EA Sports Active: Personal Trainer is a video game developed by EA Canada for the Wii console. It was released on May 19, 2009 in North America. The game ships with a strappable pouch to hold the Nunchuk and a resistance band.

The game is the first in a line of EA Sports Active branded games and related peripherals. An expansion, EA Sports Active: More Workouts, was released on November 17, 2009.

A follow-up, EA Sports Active 2, released in November 2010. An NFL-themed version, EA Sports Active NFL Training Camp, was released on the same day.

== Gameplay ==

EA Sports Active is an exercise game consisting of activities that use the motion controls of the Wii platform. Primarily played using the Wii Remote, the game package includes a pouch that allows the player to strap the attached Nunchuk to their legs in order to track their lower body movements. The Wii Balance Board is also supported but is not required for play.

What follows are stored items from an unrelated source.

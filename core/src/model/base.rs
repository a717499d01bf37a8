//! Judge model capability contracts and shared metadata

use async_trait::async_trait;
use serde::Serialize;
use std::collections::HashMap;

use crate::config::{GenerationParams, ModelType};
use crate::error::Result;

/// Immutable snapshot of the configuration a model was constructed with.
///
/// Kept for introspection and logging; nothing on the generation path reads
/// it back, and no write path exists after construction.
#[derive(Debug, Clone, Serialize)]
pub struct ModelMetadata {
    /// Model name/identifier
    pub model_id: String,

    /// Serving backend family
    pub model_type: ModelType,

    /// Sampling controls the model was set up with
    pub generation_params: GenerationParams,

    /// Extra named options, absorbed unvalidated
    pub kwargs: HashMap<String, serde_json::Value>,
}

impl ModelMetadata {
    /// Create a metadata snapshot
    pub fn new(
        model_id: impl Into<String>,
        model_type: ModelType,
        generation_params: GenerationParams,
    ) -> Self {
        Self {
            model_id: model_id.into(),
            model_type,
            generation_params,
            kwargs: HashMap::new(),
        }
    }
}

/// Contract every synchronous judge model satisfies
pub trait JudgeModel: Send + Sync {
    /// Generate a response for a single prompt
    fn generate(&self, prompt: &str) -> Result<String>;

    /// Generate responses for multiple prompts, preserving input order.
    ///
    /// `show_progress` is reserved for implementations that render their
    /// own progress display; the rest accept and ignore it.
    fn batch_generate(&self, prompts: &[String], show_progress: bool) -> Result<Vec<String>>;

    /// Configuration snapshot taken at construction
    fn metadata(&self) -> &ModelMetadata;
}

/// Contract every asynchronous judge model satisfies.
///
/// Mirrors [`JudgeModel`] with suspending calls. Concurrent invocations on
/// one instance are independent; the contract implies no shared mutable
/// state beyond the read-only metadata.
#[async_trait]
pub trait AsyncJudgeModel: Send + Sync {
    /// Generate a response for a single prompt
    async fn generate(&self, prompt: &str) -> Result<String>;

    /// Generate responses for multiple prompts, preserving input order
    async fn batch_generate(&self, prompts: &[String], show_progress: bool)
        -> Result<Vec<String>>;

    /// Configuration snapshot taken at construction
    fn metadata(&self) -> &ModelMetadata;
}
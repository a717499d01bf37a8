//! Remote judge models delegating to an API adapter
//!
//! The models here own no transport. Each call shapes the prompt into a
//! single-turn conversation and hands it to the injected adapter; whatever
//! the adapter returns, or raises, goes back to the caller untouched. No
//! retry, no post-processing, no validation of adapter output.

use async_trait::async_trait;
use std::collections::HashMap;
use std::sync::Arc;

use super::adapters::{ApiAdapter, AsyncApiAdapter};
use super::base::{AsyncJudgeModel, JudgeModel, ModelMetadata};
use super::message::{ChatMessage, Conversation};
use crate::config::{GenerationParams, ModelConfig, ModelType};
use crate::error::Result;

fn to_conversation(prompt: &str) -> Conversation {
    vec![ChatMessage::user(prompt.trim())]
}

/// Judge model hosted remotely behind a blocking adapter.
///
/// Holds a shared reference to the adapter; the adapter's lifetime is
/// managed by its creator.
pub struct FlowJudgeRemoteModel {
    metadata: ModelMetadata,
    adapter: Arc<dyn ApiAdapter>,
}

impl FlowJudgeRemoteModel {
    /// Create a new remote model around an adapter
    pub fn new(
        model_id: impl Into<String>,
        model_type: ModelType,
        generation_params: GenerationParams,
        adapter: Arc<dyn ApiAdapter>,
    ) -> Self {
        Self {
            metadata: ModelMetadata::new(model_id, model_type, generation_params),
            adapter,
        }
    }

    /// Create a remote model from a model configuration
    pub fn from_config(config: &ModelConfig, adapter: Arc<dyn ApiAdapter>) -> Self {
        let mut model = Self::new(
            config.model_id.clone(),
            config.model_type,
            config.generation_params.clone(),
            adapter,
        );
        model.metadata.kwargs = config.kwargs.clone();
        model
    }

    /// Absorb extra named options into the metadata snapshot
    pub fn with_kwargs(mut self, kwargs: HashMap<String, serde_json::Value>) -> Self {
        self.metadata.kwargs = kwargs;
        self
    }
}

impl JudgeModel for FlowJudgeRemoteModel {
    fn generate(&self, prompt: &str) -> Result<String> {
        self.adapter.fetch_response(&to_conversation(prompt))
    }

    fn batch_generate(&self, prompts: &[String], _show_progress: bool) -> Result<Vec<String>> {
        let conversations: Vec<Conversation> = prompts.iter().map(|p| to_conversation(p)).collect();
        self.adapter.fetch_batched_response(&conversations)
    }

    fn metadata(&self) -> &ModelMetadata {
        &self.metadata
    }
}

/// Judge model hosted remotely behind a suspending adapter
pub struct AsyncFlowJudgeRemoteModel {
    metadata: ModelMetadata,
    adapter: Arc<dyn AsyncApiAdapter>,
}

impl AsyncFlowJudgeRemoteModel {
    /// Create a new async remote model around an adapter
    pub fn new(
        model_id: impl Into<String>,
        model_type: ModelType,
        generation_params: GenerationParams,
        adapter: Arc<dyn AsyncApiAdapter>,
    ) -> Self {
        Self {
            metadata: ModelMetadata::new(model_id, model_type, generation_params),
            adapter,
        }
    }

    /// Create an async remote model from a model configuration
    pub fn from_config(config: &ModelConfig, adapter: Arc<dyn AsyncApiAdapter>) -> Self {
        let mut model = Self::new(
            config.model_id.clone(),
            config.model_type,
            config.generation_params.clone(),
            adapter,
        );
        model.metadata.kwargs = config.kwargs.clone();
        model
    }

    /// Absorb extra named options into the metadata snapshot
    pub fn with_kwargs(mut self, kwargs: HashMap<String, serde_json::Value>) -> Self {
        self.metadata.kwargs = kwargs;
        self
    }
}

#[async_trait]
impl AsyncJudgeModel for AsyncFlowJudgeRemoteModel {
    async fn generate(&self, prompt: &str) -> Result<String> {
        self.adapter.fetch_response(&to_conversation(prompt)).await
    }

    async fn batch_generate(
        &self,
        prompts: &[String],
        _show_progress: bool,
    ) -> Result<Vec<String>> {
        let conversations: Vec<Conversation> = prompts.iter().map(|p| to_conversation(p)).collect();
        self.adapter.fetch_batched_response(&conversations).await
    }

    fn metadata(&self) -> &ModelMetadata {
        &self.metadata
    }
}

The game features a number of exercise options supervised by a virtual personal trainer, including 20 minute workout regimens and a 30 Day Challenge mode that lets players set workout goals, such as calories burned or a number of sessions while tracking their progress over time. The idea is that the weight loss will happen on its own if the calories burned goals in each workout are met or exceeded.

The game also awards trophies for reaching specific fitness landmarks, such as accumulating ten total workout hours, working out with a friend, and completing all the exercises in the 30 Day Challenge.

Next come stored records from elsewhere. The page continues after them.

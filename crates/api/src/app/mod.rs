//! HTTP application wiring (Axum router).
//!
//! - `routes/`: handlers
//! - `errors.rs`: envelope-shaped error responses

use std::sync::Arc;

use axum::{Extension, Router, routing::get};
use tower::ServiceBuilder;

use crate::middleware;

pub mod errors;
pub mod routes;

/// Process-wide facts the handlers report.
#[derive(Debug, Clone)]
pub struct AppInfo {
    pub service_name: String,
    pub version: &'static str,
}

impl AppInfo {
    pub fn new(service_name: impl Into<String>) -> Self {
        Self {
            service_name: service_name.into(),
            version: env!("CARGO_PKG_VERSION"),
        }
    }
}

/// Build the full HTTP router (public entrypoint used by `main.rs`).
pub fn build_app(info: AppInfo) -> Router {
    Router::new()
        .route("/", get(routes::system::root))
        .route("/health", get(routes::system::health))
        .fallback(routes::system::not_found)
        .layer(
            ServiceBuilder::new()
                .layer(axum::middleware::from_fn(middleware::trace_requests))
                .layer(Extension(Arc::new(info))),
        )
}
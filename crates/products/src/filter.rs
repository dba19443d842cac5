use serde::{Deserialize, Serialize};

use bazaar_core::{Filter, VendorId, matches_search};

use crate::product::{ProductRecord, ProductStatus, Sourcing};

/// Product table filter: search AND status AND category AND vendor AND sourcing.
#[derive(Debug, Clone, Default, PartialEq, Eq, Serialize, Deserialize)]
pub struct ProductFilter {
    pub search: Option<String>,
    pub status: Option<ProductStatus>,
    pub category: Option<String>,
    pub vendor_id: Option<VendorId>,
    pub sourcing: Option<Sourcing>,
}

impl ProductFilter {
    pub fn status(mut self, status: ProductStatus) -> Self {
        self.status = Some(status);
        self
    }

    pub fn search(mut self, term: impl Into<String>) -> Self {
        self.search = Some(term.into());
        self
    }

    pub fn category(mut self, category: impl Into<String>) -> Self {
        self.category = Some(category.into());
        self
    }

    pub fn vendor(mut self, vendor_id: VendorId) -> Self {
        self.vendor_id = Some(vendor_id);
        self
    }

    pub fn sourcing(mut self, sourcing: Sourcing) -> Self {
        self.sourcing = Some(sourcing);
        self
    }

    /// The storefront view: only what customers may see.
    pub fn customer_visible(items: &[ProductRecord]) -> Vec<ProductRecord> {
        items
            .iter()
            .filter(|p| p.status.is_customer_visible())
            .cloned()
            .collect()
    }
}

impl Filter<ProductRecord> for ProductFilter {
    fn matches(&self, product: &ProductRecord) -> bool {
        matches_search(self.search.as_deref(), &[&product.name, &product.description])
            && self.status.is_none_or(|s| product.status == s)
            && self
                .category
                .as_deref()
                .is_none_or(|c| product.category.eq_ignore_ascii_case(c))
            && self.vendor_id.is_none_or(|v| product.vendor_id == v)
            && self.sourcing.is_none_or(|s| product.sourcing == s)
    }
}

Players are also encouraged to create a custom workout session built around either personal favorite exercises, calorie goals (such as burning 100+ calories in one session), or targeting specific body areas. To help aid in creating a balanced workout, a percentage chart displays how much of the routine is devoted to either upper body, lower body, or cardio development. The intensity of the workout can be altered by changing the difficulty levels of either a single exercise or the entire routine.

== Development ==

EA Sports' Peter Moore claims that EA Sports Active was developed to focus more on a higher-impact "Western" philosophy of exercise focused mainly on weight loss, compared to a lower-impact, stretching and balance based "Eastern" approach, as taken by Nintendo's Wii Fit. EA also saw a strong business opportunity in creating a game for people who need to work out yet do not have the time or are not comfortable doing so in public.

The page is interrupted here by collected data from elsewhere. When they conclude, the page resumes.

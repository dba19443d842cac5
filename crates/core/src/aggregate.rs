//! Aggregate traits for the marketplace's lifecycle-bearing entities.

use crate::error::{DomainError, DomainResult};

/// Aggregate root marker + minimal interface.
pub trait AggregateRoot {
    /// Strongly-typed aggregate identifier.
    type Id: Clone + Eq + core::hash::Hash + core::fmt::Debug;

    /// Returns the aggregate identifier.
    fn id(&self) -> &Self::Id;

    /// Monotonically increasing version of the aggregate's state
    /// (number of events applied).
    fn version(&self) -> u64;
}

/// Optimistic concurrency expectation for an aggregate.
///
/// Dashboards send `Any` by default (last write wins); callers that loaded a
/// record and want to detect a concurrent admin edit send `Exact`.
#[derive(Debug, Copy, Clone, PartialEq, Eq, Default)]
pub enum ExpectedVersion {
    /// Skip version checking.
    #[default]
    Any,
    /// Require the aggregate to be at an exact version.
    Exact(u64),
}

impl ExpectedVersion {
    pub fn matches(self, actual: u64) -> bool {
        match self {
            ExpectedVersion::Any => true,
            ExpectedVersion::Exact(v) => v == actual,
        }
    }

    pub fn check(self, actual: u64) -> DomainResult<()> {
        if self.matches(actual) {
            Ok(())
        } else {
            Err(DomainError::conflict(format!(
                "optimistic concurrency check failed (expected: {self:?}, actual: {actual})"
            )))
        }
    }
}

impl From<Option<u64>> for ExpectedVersion {
    fn from(value: Option<u64>) -> Self {
        value.map_or(ExpectedVersion::Any, ExpectedVersion::Exact)
    }
}

/// Aggregate execution semantics (pure, deterministic).
///
/// - **Decision logic**: `handle(&self, cmd)` returns events.
/// - **State mutation**: `apply(&mut self, event)` evolves state.
///
/// Aggregates must not perform IO or side effects.
pub trait Aggregate: AggregateRoot {
    type Command: Clone + core::fmt::Debug;
    type Event: Clone + core::fmt::Debug;
    type Error: core::fmt::Debug;

    /// Evolve in-memory state from a single event (+1 version per event).
    fn apply(&mut self, event: &Self::Event);

    /// Decide which events to emit given the current state and a command.
    fn handle(&self, command: &Self::Command) -> Result<Vec<Self::Event>, Self::Error>;

    /// Handle a command and apply the resulting events in one step.
    fn execute(&mut self, command: &Self::Command) -> Result<Vec<Self::Event>, Self::Error> {
        let events = self.handle(command)?;
        for event in &events {
            self.apply(event);
        }
        Ok(events)
    }
}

Celebrity personal trainer Bob Greene was involved with developing the game.

==Reception==

EA Sports Active has received generally positive reviews from video game critics and the mainstream media.

One of the biggest critiques on EA's community message boards about the game was the lack of real resistance offered by the supplied elastic band. Many found that folding the band over itself as suggested by the game's tutorial to be ineffective in increasing the resistance level. However, the supplied grips for the elastic band can be used with other elastic bands, specifically those used in pilates, in order to increase the intensity of all upper body exercises.

EA claims that EA Sports Active has sold over 600,000 units worldwide between May 19, 2009 and June 1, 2009, and 1.8 million units in its quarter. It is EA's best selling Wii title.

The lack of an option to switch to left-handed has caused discontent for some left-handed users who have purchased the game as this is not advertised on the outer packaging.

Aggregate scores
| Aggregator | Score |
|---|---|
| GameRankings | 81% |
| Metacritic | 81 |

Review scores
| Publication | Score |
|---|---|
| 1Up.com | B+ |
| GameSpot | 8.0/10 |
| IGN | 7.8/10 |

==More workouts==
After the success the game received, EA Sports released an expansion pack on 17 November 2009, titled EA Sports Active: More Workouts, which, as the name suggests, added several new workouts to the existing program.